The Witch-King didn’t like surprises.

Despite his preparation and confidence, Zhengyi’s firelight eyes often glanced back over his shoulder, to the north, in the hope of word from the white dragon. Splinter groups of powerful heroes were harder to keep track of and often more trouble than regiments of common soldiers.

The long night passed without incident. It wasn’t until the next morning that Byphast, in her elf form, came walking down the trail. Zhengyi spotted her some distance off, and first sight told him that the news from the north was not good. Byphast limped, and even from a distance, she appeared more disheveled than Zhengyi had ever seen her.

The Witch-King’s robes fluttered out behind him as he strode through his camp, determined to meet the white dragon on the trail beyond the hearing of his guards and soldiers.

“The rumors are true,” Zhengyi said as he approached. “A band of heroes reached Palishchuk.”

“To the cheers of the half-orcs,” Byphast replied. “That city is more fortified than ever. Their preparations do not cease. They have thickened their walls and set out crates of stinging arrows.”

Her use of that particular adjective told Zhengyi that the dragon had personally tested those defenses.

“And they have constructed greater engines of defense, catapults and ballistae that can be quickly swiveled toward the sky to strike back against airborne creatures. When I flew over the city, barbed chains rose to impede me, and I only narrowly avoided giant spears hurled my way.”

“Palishchuk will be dealt with in time,” Zhengyi promised.

“Without the aid of Byphast, and without any other dragons, I would guess,” the white dragon replied. “The treasures of Palishchuk are not worth the risk to wing and limb.”

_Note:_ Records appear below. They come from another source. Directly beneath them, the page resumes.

//! Application configuration types for Braite.
//!
//! `AppConfig` represents the top-level `braite.toml`. Every field has a
//! default so an empty or missing file yields a runnable configuration
//! (secrets are resolved separately from the environment).

use serde::{Deserialize, Serialize};

use crate::error::ConfigError;

/// Top-level configuration.
#[derive(Debug, Clone, Default, PartialEq, Serialize, Deserialize)]
#[serde(default)]
pub struct AppConfig {
    pub server: ServerConfig,
    pub llm: LlmConfig,
    pub retrieval: RetrievalConfig,
    pub telegram: TelegramConfig,
    pub prompt: PromptConfig,
}

impl AppConfig {
    /// Reject values that would make the service unusable.
    pub fn validate(&self) -> Result<(), ConfigError> {
        if self.server.port == 0 {
            return Err(ConfigError::Invalid("server.port must be non-zero".into()));
        }
        if self.retrieval.top_k == 0 {
            return Err(ConfigError::Invalid("retrieval.top_k must be at least 1".into()));
        }
        if self.llm.timeout_secs == 0 {
            return Err(ConfigError::Invalid("llm.timeout_secs must be non-zero".into()));
        }
        if self.telegram.delivery_timeout_secs == 0 {
            return Err(ConfigError::Invalid(
                "telegram.delivery_timeout_secs must be non-zero".into(),
            ));
        }
        if self.llm.model.trim().is_empty() {
            return Err(ConfigError::Invalid("llm.model must not be empty".into()));
        }
        Ok(())
    }
}

/// HTTP listener settings.
#[derive(Debug, Clone, PartialEq, Serialize, Deserialize)]
#[serde(default)]
pub struct ServerConfig {
    pub host: String,
    pub port: u16,
}

impl Default for ServerConfig {
    fn default() -> Self {
        Self {
            host: "0.0.0.0".to_string(),
            port: 8000,
        }
    }
}

/// Completion capability settings (OpenAI-compatible endpoint).
#[derive(Debug, Clone, PartialEq, Serialize, Deserialize)]
#[serde(default)]
pub struct LlmConfig {
    pub base_url: String,
    pub model: String,
    /// Name of the environment variable holding the API key.
    pub api_key_env: String,
    pub temperature: f64,
    pub max_tokens: u32,
    /// Upper bound for one completion call, in seconds.
    pub timeout_secs: u64,
}

impl Default for LlmConfig {
    fn default() -> Self {
        Self {
            base_url: "https://generativelanguage.googleapis.com/v1beta/openai".to_string(),
            model: "gemini-2.0-flash".to_string(),
            api_key_env: "GOOGLE_API_KEY".to_string(),
            temperature: 0.3,
            max_tokens: 2048,
            timeout_secs: 60,
        }
    }
}

/// Similarity-search settings (Chroma + embedding endpoint).
#[derive(Debug, Clone, PartialEq, Serialize, Deserialize)]
#[serde(default)]
pub struct RetrievalConfig {
    pub chroma_url: String,
    pub tenant: String,
    pub database: String,
    /// Chroma collection id queried for chunks.
    pub collection: String,
    pub embedding_model: String,
    /// Number of chunks retrieved per query.
    pub top_k: usize,
}

impl Default for RetrievalConfig {
    fn default() -> Self {
        Self {
            chroma_url: "http://localhost:8001".to_string(),
            tenant: "default_tenant".to_string(),
            database: "default_database".to_string(),
            collection: "bpjs_docs".to_string(),
            embedding_model: "text-embedding-004".to_string(),
            top_k: 3,
        }
    }
}

/// Telegram webhook + delivery settings.
#[derive(Debug, Clone, PartialEq, Serialize, Deserialize)]
#[serde(default)]
pub struct TelegramConfig {
    pub enabled: bool,
    pub api_base: String,
    /// Name of the environment variable holding the bot token.
    pub token_env: String,
    /// Expected `X-Telegram-Bot-Api-Secret-Token` header, if set.
    pub webhook_secret: Option<String>,
    pub delivery_timeout_secs: u64,
    /// Prefix namespacing Telegram chats in the session store.
    pub session_prefix: String,
    pub send_typing: bool,
}

impl Default for TelegramConfig {
    fn default() -> Self {
        Self {
            enabled: false,
            api_base: "https://api.telegram.org".to_string(),
            token_env: "TELEGRAM_BOT_TOKEN".to_string(),
            webhook_secret: None,
            delivery_timeout_secs: 10,
            session_prefix: "tg-".to_string(),
            send_typing: true,
        }
    }
}

/// Location of the system-instruction template.
#[derive(Debug, Clone, PartialEq, Serialize, Deserialize)]
#[serde(default)]
pub struct PromptConfig {
    pub template_path: String,
}

impl Default for PromptConfig {
    fn default() -> Self {
        Self {
            template_path: "prompts/system.yaml".to_string(),
        }
    }
}
//! Business logic and port definitions for Braite.
//!
//! This crate defines the traits (LLM provider, retriever, embedder,
//! message transport, task executor) that the infrastructure layer
//! implements, plus the services built on them. It depends only on
//! `braite-types`, never on `braite-infra` or any network crate.

pub mod chat;
pub mod executor;
pub mod llm;
pub mod retrieval;
pub mod session;
pub mod webhook;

Zhengyi nodded, still not overly concerned with the half-orc city. Once Damara had been conquered, Palishchuk would become a tiny oasis of resistance with no help forthcoming from anywhere in the Bloodstone Lands. They would not hold out for long, and Zhengyi had not yet given up hope that the half-orcs would ultimately throw in with him. They were half-orcs, after all, and would not likely be as deterred by moral issues as were the weak humans, halflings, and others of Damara.

“These heroes hid within the city?” Zhengyi asked, getting back to the problem at hand.

“Nay, they came forth quite willingly. When I escaped the chains and the spears and flew off to the north, they burst out of Palishchuk’s gate in pursuit.”

“And you killed them?”

Byphast’s twisted expression gave him the answer before the dragon began to speak. “They are accompanied by mighty wizards and priests. Their knights glow with wards to defeat my deadly breath; their armor sings with magic to deter the rake of my claws.”

“A small band?”

“Fifty strong and well designed to do battle with dragons.”

“Byphast would not normally flee from such a group.” Zhengyi did nothing to keep the contempt out of his voice, nor from his expression, as he narrowed his eyes and sneered.

“If forced to do battle with them-if ever they happened upon my lair-then I would surely destroy them,” the dragon replied without hesitation. “But scars would accompany that win, I am sure, and in that place, at this time, they were not worth the trouble.”

“You serve Zhengyi.” Even as the Witch-King took the conversation in that direction, Byphast’s statement, if ever they happened upon my lair, resonated in his thoughts.

“I agreed to fight beside Zhengyi’s forces,” the dragon replied. “I did not agree to wage such battles alone in the bogs of Vaasa.”

Zhengyi produced a phylactery, the one to which Byphast had attuned herself. If the dragon was slain, her energy and life-force would transfer to the phylactery, and she would become undead, a dracolich.